Ein Augenöffner in Sachen versteckten Rassismus. Jetzt aktueller denn je.

Im Februar 2014 veröffentlichte die britische Journalistin Reni Eddo-Lodge einen Post mit dem Titel «Warum ich nicht länger mit Weissen über Hautfarbe spreche» auf ihrem Blog. Warum? Es ging ihr darum, nicht nur die offensichtliche Seite des Rassismus aufzuzeigen, sondern auch die Versteckte, den strukturellen Rassismus, der in weissen Gesellschaften herrscht – nicht nur in Grossbritannien – und den viele Weisse gar nicht bewusst wahrnehmen. Es stimmt wohl, dass wir uns häufig nicht bewusst sind, dass unsere Hautfarbe die Norm darstellt und alle anderen davon abweichen. Wir mussten vermutlich nie darüber nachdenken, was es – in Bezug auf Macht – bedeutet, weiss zu sein. Und es ist uns unangenehm, wenn wir auf eine Systemstruktur hingewiesen werden, die uns Vorteile bringt – auf Kosten anderer notabene.

Als Vierjährige fragte die Autorin ihre Mutter, wann sie weiss werden würde. Denn alle guten Menschen im Fernsehen waren weiss, und alle Bösen dunkelhäutig. Sie selber fand sich eigentlich einen guten Menschen, darum dachte sie, sie würde irgendwann weiss werden.
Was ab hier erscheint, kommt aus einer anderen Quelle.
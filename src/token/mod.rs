//! SPL token creation and follow-up operations.

pub mod creator;
pub mod instructions;

pub use creator::{save_token_record, TokenCreator};

use crate::error::{ToolkitError, ToolkitResult};
use crate::keys::{to_base_units, validate_amount};
use chrono::{DateTime, Utc};
use instructions::MAX_DECIMALS;
use serde::{Deserialize, Serialize};
use solana_sdk::pubkey::Pubkey;

/// Descriptive token metadata, stored next to `TokenInfo`
#[derive(Debug, Clone, Default, PartialEq, Eq, Serialize, Deserialize)]
pub struct TokenMetadata {
    pub name: String,
    pub symbol: String,
    pub description: String,
    pub image_url: String,
    #[serde(default, skip_serializing_if = "Option::is_none")]
    pub website: Option<String>,
    #[serde(default, skip_serializing_if = "Option::is_none")]
    pub twitter: Option<String>,
    #[serde(default, skip_serializing_if = "Option::is_none")]
    pub telegram: Option<String>,
    #[serde(default, skip_serializing_if = "Option::is_none")]
    pub discord: Option<String>,
}

/// A freshly created and verified token
#[derive(Debug, Clone, PartialEq, Eq, Serialize, Deserialize)]
pub struct TokenInfo {
    pub mint_address: String,
    /// Payer's associated token account holding the initial supply
    pub token_account: String,
    pub decimals: u8,
    /// Whole tokens
    pub total_supply: u64,
    /// Base units (`total_supply * 10^decimals`)
    pub raw_supply: u64,
    pub mint_authority: String,
    pub freeze_authority: Option<String>,
    pub token_program: String,
    pub signatures: Vec<String>,
    pub created_at: DateTime<Utc>,
}

/// `TokenInfo` plus metadata, as written to the token file
#[derive(Debug, Clone, PartialEq, Eq, Serialize, Deserialize)]
pub struct TokenRecord {
    pub token_info: TokenInfo,
    pub metadata: TokenMetadata,
}

impl TokenRecord {
    /// `<SYMBOL>_<first 8 chars of mint>.json`
    pub fn file_name(&self) -> String {
        let mint_prefix: String = self.token_info.mint_address.chars().take(8).collect();
        let symbol = if self.metadata.symbol.trim().is_empty() {
            "TOKEN".to_string()
        } else {
            self.metadata.symbol.trim().to_uppercase()
        };
        format!("{}_{}.json", symbol, mint_prefix)
    }
}

/// Outcome of mint-to, transfer, burn and revoke flows
#[derive(Debug, Clone, Default, PartialEq, Serialize, Deserialize)]
pub struct OperationResult {
    pub success: bool,
    pub signatures: Vec<String>,
    #[serde(skip_serializing_if = "Option::is_none")]
    pub amount: Option<u64>,
    #[serde(skip_serializing_if = "Option::is_none")]
    pub error: Option<String>,
}

impl OperationResult {
    pub fn succeeded(signatures: Vec<String>, amount: Option<u64>) -> Self {
        Self {
            success: true,
            signatures,
            amount,
            error: None,
        }
    }

    pub fn failed(error: impl ToString) -> Self {
        Self {
            success: false,
            signatures: Vec::new(),
            amount: None,
            error: Some(error.to_string()),
        }
    }
}

impl<E: ToString> From<Result<OperationResult, E>> for OperationResult {
    fn from(result: Result<OperationResult, E>) -> Self {
        result.unwrap_or_else(OperationResult::failed)
    }
}

/// Inputs for the mint-and-verify sequence
#[derive(Debug, Clone)]
pub struct CreateTokenParams {
    pub metadata: TokenMetadata,
    pub decimals: u8,
    /// Whole tokens minted to the payer
    pub initial_supply: u64,
    /// Defaults to the payer. When set, authority is handed over after the
    /// initial supply is minted.
    pub mint_authority: Option<Pubkey>,
    pub freeze_authority: Option<Pubkey>,
}

impl CreateTokenParams {
    /// Check decimals and supply without touching the network. Returns the
    /// initial supply in base units.
    pub fn validate(&self) -> ToolkitResult<u64> {
        if self.decimals > MAX_DECIMALS {
            return Err(ToolkitError::InvalidAmount(format!(
                "decimals must be at most {}, got {}",
                MAX_DECIMALS, self.decimals
            )));
        }
        validate_amount(self.initial_supply, "initial supply")?;
        to_base_units(self.initial_supply, self.decimals)
    }
}

/// Mint authorities that can be revoked
#[derive(Debug, Clone, Copy, PartialEq, Eq, Serialize, Deserialize, clap::ValueEnum)]
#[serde(rename_all = "snake_case")]
pub enum AuthorityKind {
    Mint,
    Freeze,
}

impl std::fmt::Display for AuthorityKind {
    fn fmt(&self, f: &mut std::fmt::Formatter<'_>) -> std::fmt::Result {
        match self {
            AuthorityKind::Mint => write!(f, "mint"),
            AuthorityKind::Freeze => write!(f, "freeze"),
        }
    }
}

#[cfg(test)]
mod tests {
    use super::*;

    fn record(symbol: &str) -> TokenRecord {
        TokenRecord {
            token_info: TokenInfo {
                mint_address: "7xKXtg2CW87d97TXJSDpbD5jBkheTqA83TZRuJosgAsU".into(),
                token_account: Pubkey::new_unique().to_string(),
                decimals: 9,
                total_supply: 1,
                raw_supply: 1_000_000_000,
                mint_authority: Pubkey::new_unique().to_string(),
                freeze_authority: None,
                token_program: crate::config::SPL_TOKEN_PROGRAM_ID.to_string(),
                signatures: vec![],
                created_at: Utc::now(),
            },
            metadata: TokenMetadata {
                symbol: symbol.into(),
                ..Default::default()
            },
        }
    }

    fn create_params(initial_supply: u64, decimals: u8) -> CreateTokenParams {
        CreateTokenParams {
            metadata: TokenMetadata::default(),
            decimals,
            initial_supply,
            mint_authority: None,
            freeze_authority: None,
        }
    }

    #[test]
    fn test_create_params_validation() {
        assert_eq!(create_params(1_000, 6).validate().unwrap(), 1_000_000_000);
        assert_eq!(create_params(3, 0).validate().unwrap(), 3);

        for params in [create_params(0, 9), create_params(u64::MAX, 9), create_params(1, 20)] {
            assert!(matches!(params.validate(), Err(ToolkitError::InvalidAmount(_))));
        }
    }

    #[test]
    fn test_file_name() {
        assert_eq!(record("gem").file_name(), "GEM_7xKXtg2C.json");
        assert_eq!(record(" ").file_name(), "TOKEN_7xKXtg2C.json");
    }

    #[test]
    fn test_operation_result_from_error() {
        let failed: OperationResult =
            Err::<OperationResult, _>(ToolkitError::InvalidAmount("zero".into())).into();
        assert!(!failed.success);
        assert_eq!(failed.error.as_deref(), Some("Invalid amount: zero"));

        let json = serde_json::to_value(OperationResult::succeeded(vec!["sig".into()], Some(5))).unwrap();
        assert_eq!(json["success"], serde_json::json!(true));
        assert!(json.get("error").is_none());
    }
}
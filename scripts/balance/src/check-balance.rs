use anyhow::{Context, Result};
use solana_sdk::signature::Signer;
use token_toolkit::{config::Settings, keys, logging::init_tracing, probe, rpc::EndpointPool};

#[tokio::main]
async fn main() -> Result<()> {
    let settings = Settings::load(None).context("failed to load configuration")?;
    init_tracing(&settings.logging);

    let payer = keys::load_payer(&settings.wallet)?.pubkey();
    let pool = EndpointPool::from_settings(&settings);
    let target = settings.wallet.target_address.clone();

    println!("🔍 Checking balances on {}", settings.solana.network);
    let result = pool
        .run(|rpc| {
            let target = target.clone();
            async move { probe::check_balance(rpc.as_ref(), &payer, target.as_deref()).await }
        })
        .await?;
    let report = result.value;

    println!("   Endpoint: {} (attempts: {})", result.endpoint, result.attempts);
    println!("   Payer:    {}", report.payer);
    println!("   Balance:  {:.9} SOL", report.payer_sol);
    if let Some(owner) = &report.payer_account.owner {
        println!("   Owner:    {}", owner);
        println!("   Data:     {} bytes", report.payer_account.data_size.unwrap_or_default());
    }
    if let (Some(target), Some(sol)) = (&report.target, report.target_sol) {
        println!("   Target:   {} ({:.9} SOL)", target, sol);
    }

    if report.payer_lamports < settings.min_balance_lamports() {
        println!("⚠️  Payer balance is below {} SOL", settings.security.min_sol_balance);
    } else {
        println!("✅ Payer can cover token creation");
    }
    Ok(())
}
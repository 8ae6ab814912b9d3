//! SPL Token account layouts, read at fixed offsets.
//!
//! Mint (82 bytes):
//! - mint_authority: COption<Pubkey> (4 byte tag + 32 bytes)
//! - supply: u64
//! - decimals: u8
//! - is_initialized: bool
//! - freeze_authority: COption<Pubkey>
//!
//! Token account (165 bytes):
//! - mint, owner: Pubkey
//! - amount: u64
//! - delegate: COption<Pubkey>
//! - state: u8 (0 uninitialized, 1 initialized, 2 frozen)
//! - is_native: COption<u64>
//! - delegated_amount: u64
//! - close_authority: COption<Pubkey>
//!
//! Token-2022 accounts carrying extensions are longer than 165 bytes and
//! store their account type at byte 165.

use crate::error::{ToolkitError, ToolkitResult};
use serde::{Deserialize, Serialize};
use solana_sdk::pubkey::Pubkey;

pub const MINT_LEN: usize = 82;
pub const TOKEN_ACCOUNT_LEN: usize = 165;

const ACCOUNT_TYPE_OFFSET: usize = TOKEN_ACCOUNT_LEN;
const ACCOUNT_TYPE_MINT: u8 = 1;
const ACCOUNT_TYPE_ACCOUNT: u8 = 2;

/// What the data of a token-program-owned account holds
#[derive(Debug, Clone, Copy, PartialEq, Eq, Serialize, Deserialize)]
#[serde(rename_all = "snake_case")]
pub enum AccountKind {
    Mint,
    TokenAccount,
    Unknown,
}

/// Decide the layout from data length (and the Token-2022 account type byte)
pub fn classify(data: &[u8]) -> AccountKind {
    match data.len() {
        MINT_LEN => AccountKind::Mint,
        TOKEN_ACCOUNT_LEN => AccountKind::TokenAccount,
        len if len > TOKEN_ACCOUNT_LEN => match data[ACCOUNT_TYPE_OFFSET] {
            ACCOUNT_TYPE_MINT => AccountKind::Mint,
            ACCOUNT_TYPE_ACCOUNT => AccountKind::TokenAccount,
            _ => AccountKind::Unknown,
        },
        _ => AccountKind::Unknown,
    }
}

#[derive(Debug, Clone, PartialEq, Eq, Serialize, Deserialize)]
pub struct MintLayout {
    pub mint_authority: Option<String>,
    pub supply: u64,
    pub decimals: u8,
    pub is_initialized: bool,
    pub freeze_authority: Option<String>,
}

#[derive(Debug, Clone, Copy, PartialEq, Eq, Serialize, Deserialize)]
#[serde(rename_all = "snake_case")]
pub enum TokenAccountState {
    Uninitialized,
    Initialized,
    Frozen,
}

#[derive(Debug, Clone, PartialEq, Eq, Serialize, Deserialize)]
pub struct TokenAccountLayout {
    pub mint: String,
    pub owner: String,
    pub amount: u64,
    pub delegate: Option<String>,
    pub state: TokenAccountState,
    pub is_native: Option<u64>,
    pub delegated_amount: u64,
    pub close_authority: Option<String>,
}

pub fn parse_mint(data: &[u8]) -> ToolkitResult<MintLayout> {
    if data.len() < MINT_LEN {
        return Err(layout_error(format!(
            "mint data is {} bytes, expected at least {}",
            data.len(),
            MINT_LEN
        )));
    }

    Ok(MintLayout {
        mint_authority: parse_optional_pubkey(&data[0..36])?,
        supply: read_u64(data, 36)?,
        decimals: data[44],
        is_initialized: data[45] != 0,
        freeze_authority: parse_optional_pubkey(&data[46..82])?,
    })
}

pub fn parse_token_account(data: &[u8]) -> ToolkitResult<TokenAccountLayout> {
    if data.len() < TOKEN_ACCOUNT_LEN {
        return Err(layout_error(format!(
            "token account data is {} bytes, expected at least {}",
            data.len(),
            TOKEN_ACCOUNT_LEN
        )));
    }

    let state = match data[108] {
        0 => TokenAccountState::Uninitialized,
        1 => TokenAccountState::Initialized,
        2 => TokenAccountState::Frozen,
        other => return Err(layout_error(format!("unknown account state {}", other))),
    };

    let is_native = match read_u32(data, 109)? {
        0 => None,
        1 => Some(read_u64(data, 113)?),
        tag => return Err(layout_error(format!("invalid option tag {}", tag))),
    };

    Ok(TokenAccountLayout {
        mint: read_pubkey(data, 0)?.to_string(),
        owner: read_pubkey(data, 32)?.to_string(),
        amount: read_u64(data, 64)?,
        delegate: parse_optional_pubkey(&data[72..108])?,
        state,
        is_native,
        delegated_amount: read_u64(data, 121)?,
        close_authority: parse_optional_pubkey(&data[129..165])?,
    })
}

/// Parse a COption<Pubkey>: 4 byte tag (0 = None, 1 = Some) then 32 bytes
fn parse_optional_pubkey(data: &[u8]) -> ToolkitResult<Option<String>> {
    match read_u32(data, 0)? {
        0 => Ok(None),
        1 => Ok(Some(read_pubkey(data, 4)?.to_string())),
        tag => Err(layout_error(format!("invalid option tag {}", tag))),
    }
}

fn read_pubkey(data: &[u8], offset: usize) -> ToolkitResult<Pubkey> {
    let bytes: [u8; 32] = slice(data, offset, 32)?
        .try_into()
        .map_err(|_| layout_error("short pubkey"))?;
    Ok(Pubkey::new_from_array(bytes))
}

fn read_u64(data: &[u8], offset: usize) -> ToolkitResult<u64> {
    let bytes: [u8; 8] = slice(data, offset, 8)?
        .try_into()
        .map_err(|_| layout_error("short u64"))?;
    Ok(u64::from_le_bytes(bytes))
}

fn read_u32(data: &[u8], offset: usize) -> ToolkitResult<u32> {
    let bytes: [u8; 4] = slice(data, offset, 4)?
        .try_into()
        .map_err(|_| layout_error("short u32"))?;
    Ok(u32::from_le_bytes(bytes))
}

fn slice(data: &[u8], offset: usize, len: usize) -> ToolkitResult<&[u8]> {
    data.get(offset..offset + len)
        .ok_or_else(|| layout_error(format!("read of {} bytes at offset {} out of range", len, offset)))
}

fn layout_error(message: impl Into<String>) -> ToolkitError {
    ToolkitError::VerificationFailed(format!("malformed token layout: {}", message.into()))
}

/// Serialize a mint into its 82-byte layout
pub fn encode_mint(layout: &MintLayout) -> ToolkitResult<Vec<u8>> {
    let mut data = vec![0u8; MINT_LEN];
    write_optional_pubkey(&mut data[0..36], layout.mint_authority.as_deref())?;
    data[36..44].copy_from_slice(&layout.supply.to_le_bytes());
    data[44] = layout.decimals;
    data[45] = layout.is_initialized as u8;
    write_optional_pubkey(&mut data[46..82], layout.freeze_authority.as_deref())?;
    Ok(data)
}

/// Serialize a token account into its 165-byte layout
pub fn encode_token_account(layout: &TokenAccountLayout) -> ToolkitResult<Vec<u8>> {
    let mut data = vec![0u8; TOKEN_ACCOUNT_LEN];
    data[0..32].copy_from_slice(crate::keys::parse_pubkey(&layout.mint)?.as_ref());
    data[32..64].copy_from_slice(crate::keys::parse_pubkey(&layout.owner)?.as_ref());
    data[64..72].copy_from_slice(&layout.amount.to_le_bytes());
    write_optional_pubkey(&mut data[72..108], layout.delegate.as_deref())?;
    data[108] = match layout.state {
        TokenAccountState::Uninitialized => 0,
        TokenAccountState::Initialized => 1,
        TokenAccountState::Frozen => 2,
    };
    if let Some(rent_reserve) = layout.is_native {
        data[109..113].copy_from_slice(&1u32.to_le_bytes());
        data[113..121].copy_from_slice(&rent_reserve.to_le_bytes());
    }
    data[121..129].copy_from_slice(&layout.delegated_amount.to_le_bytes());
    write_optional_pubkey(&mut data[129..165], layout.close_authority.as_deref())?;
    Ok(data)
}

fn write_optional_pubkey(dest: &mut [u8], value: Option<&str>) -> ToolkitResult<()> {
    if let Some(address) = value {
        let pubkey = crate::keys::parse_pubkey(address)?;
        dest[0..4].copy_from_slice(&1u32.to_le_bytes());
        dest[4..36].copy_from_slice(pubkey.as_ref());
    }
    Ok(())
}

#[cfg(test)]
mod tests {
    use super::*;

    fn sample_mint() -> MintLayout {
        MintLayout {
            mint_authority: Some(Pubkey::new_unique().to_string()),
            supply: 1_000_000,
            decimals: 6,
            is_initialized: true,
            freeze_authority: None,
        }
    }

    #[test]
    fn test_parse_mint_fields() {
        let mint = sample_mint();
        let data = encode_mint(&mint).unwrap();
        assert_eq!(data.len(), MINT_LEN);
        assert_eq!(parse_mint(&data).unwrap(), mint);
    }

    #[test]
    fn test_parse_mint_rejects_short_data() {
        assert!(parse_mint(&[0u8; 40]).is_err());
    }

    #[test]
    fn test_parse_optional_pubkey_none() {
        let data = [0u8; 36];
        assert!(parse_optional_pubkey(&data).unwrap().is_none());
    }

    #[test]
    fn test_parse_optional_pubkey_bad_tag() {
        let mut data = [0u8; 36];
        data[0] = 7;
        assert!(parse_optional_pubkey(&data).is_err());
    }

    #[test]
    fn test_parse_token_account_fields() {
        let account = TokenAccountLayout {
            mint: Pubkey::new_unique().to_string(),
            owner: Pubkey::new_unique().to_string(),
            amount: 42,
            delegate: Some(Pubkey::new_unique().to_string()),
            state: TokenAccountState::Frozen,
            is_native: None,
            delegated_amount: 10,
            close_authority: None,
        };
        let data = encode_token_account(&account).unwrap();
        assert_eq!(parse_token_account(&data).unwrap(), account);
    }

    #[test]
    fn test_classify() {
        assert_eq!(classify(&[0u8; MINT_LEN]), AccountKind::Mint);
        assert_eq!(classify(&[0u8; TOKEN_ACCOUNT_LEN]), AccountKind::TokenAccount);
        assert_eq!(classify(&[0u8; 10]), AccountKind::Unknown);

        let mut extended = vec![0u8; 234];
        extended[ACCOUNT_TYPE_OFFSET] = ACCOUNT_TYPE_MINT;
        assert_eq!(classify(&extended), AccountKind::Mint);
        extended[ACCOUNT_TYPE_OFFSET] = ACCOUNT_TYPE_ACCOUNT;
        assert_eq!(classify(&extended), AccountKind::TokenAccount);
    }
}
Ihre Enttäuschung war gross, als ihr die Mutter die schlechte Nachricht überbrachte. Die einen werden in unserer Kultur bestätigt, während den anderen bewusst wird, dass sie nicht zur guten Norm gehören. Das hat sich in den letzten Jahren auch nach Filmen wie den «Black Panther» (den ersten schwarzen Superhelden) nicht gross verändert.

Nicht nur in der Kultur, sondern vor allem auch in Institutionen ist struktureller Rassismus ein grosses Problem. Institutionen, von denen wir erwarten, dass die Verantwortlichen alle gleichberechtigt und fair behandeln, unabhängig von der Hautfarbe. Wenn es um Bildung, Wohnen, Arbeit geht, zeigen die Statistiken, dass schwarze Menschen in diesen Bereichen viel schlechter gestellt sind als ihre weissen Kollegen.

Ihr Buch ist keine wütende Abrechnung mit einem ungerechten System, sondern ein klug recherchiertes Werk, das uns in vielen Bereichen die Augen öffnet. Es spielt keine Rolle, ob wir in Grossbritannien, den USA oder in der Schweiz leben.

Der Titel des Buches hat sich übrigens nicht bewahrheitet. Heute, sechs Jahre nach dem Blogpost, spricht Reni Eddo-Lodge fast ausschliesslich mit Weissen über Hautfarbe. Gut so.

Sabrina Durante

Webseite der Autorin


Reni Eddo-Lodge, Warum ich nicht länger mit Weissen über Hautfarbe spreche.

Aus dem Englischen übersetzt von Anette Grube.
Tropen-Verlag, 2020 (Taschenbuch-Ausgabe), 232 Seiten. ISBN: 978-3-608-50458-3.